WORK INSTRUCTION:
For the word "every", state how many lines of the records include it, with no other text.

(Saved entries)

____

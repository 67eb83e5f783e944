use crate::common::PostgresConfig;
use crate::PostgresError;
use log::{debug, error, info, warn};
use std::path::Path;
use std::process::Stdio;
use tokio::process::Command;

/// pg_restore reports this when every error it hit was skipped over.
const IGNORED_ERRORS_MARKER: &str = "errors ignored on restore";

/// Wrapper for pg_restore utility
pub struct PgRestore {
    config: PostgresConfig,
}

impl PgRestore {
    /// Create a new PgRestore instance
    pub fn new(config: PostgresConfig) -> Self {
        Self { config }
    }

    pub fn args(&self, dump_file: &Path) -> Vec<String> {
        vec![
            "--host".to_string(),
            self.config.host.clone(),
            "--port".to_string(),
            self.config.port.to_string(),
            "--username".to_string(),
            self.config.user.clone(),
            "--dbname".to_string(),
            self.config.database.clone(),
            "--no-owner".to_string(),
            "--no-privileges".to_string(),
            "--format".to_string(),
            "t".to_string(),
            dump_file.display().to_string(),
        ]
    }

    /// Restore a database from a tar-format dump file
    pub async fn restore<P: AsRef<Path>>(&self, dump_file: P) -> Result<(), PostgresError> {
        let dump_file = dump_file.as_ref();
        info!("Restoring database from dump file: {dump_file:?}");

        if !dump_file.exists() {
            return Err(PostgresError::RestoreError(format!(
                "Dump file does not exist: {dump_file:?}"
            )));
        }

        let mut cmd = Command::new("pg_restore");
        cmd.args(self.args(dump_file));

        // Set password environment variable if provided
        if let Some(password) = &self.config.password {
            cmd.env("PGPASSWORD", password);
        }

        debug!("Running pg_restore command: {cmd:?}");

        let output = cmd
            .stdout(Stdio::piped())
            .stderr(Stdio::piped())
            .output()
            .await
            .map_err(PostgresError::Io)?;

        if !output.status.success() {
            let stderr = String::from_utf8_lossy(&output.stderr);
            if only_ignored_errors(&stderr) {
                warn!("pg_restore finished with ignored errors: {}", stderr.trim());
            } else {
                error!("pg_restore failed: {stderr}");
                return Err(PostgresError::RestoreError(format!(
                    "pg_restore failed: {stderr}"
                )));
            }
        }

        info!("Database restored successfully from dump file: {dump_file:?}");
        Ok(())
    }
}

/// True when pg_restore's output says it carried on past every error it met.
pub fn only_ignored_errors(output: &str) -> bool {
    output.contains(IGNORED_ERRORS_MARKER)
}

____

COMPLETED EXERCISE:
2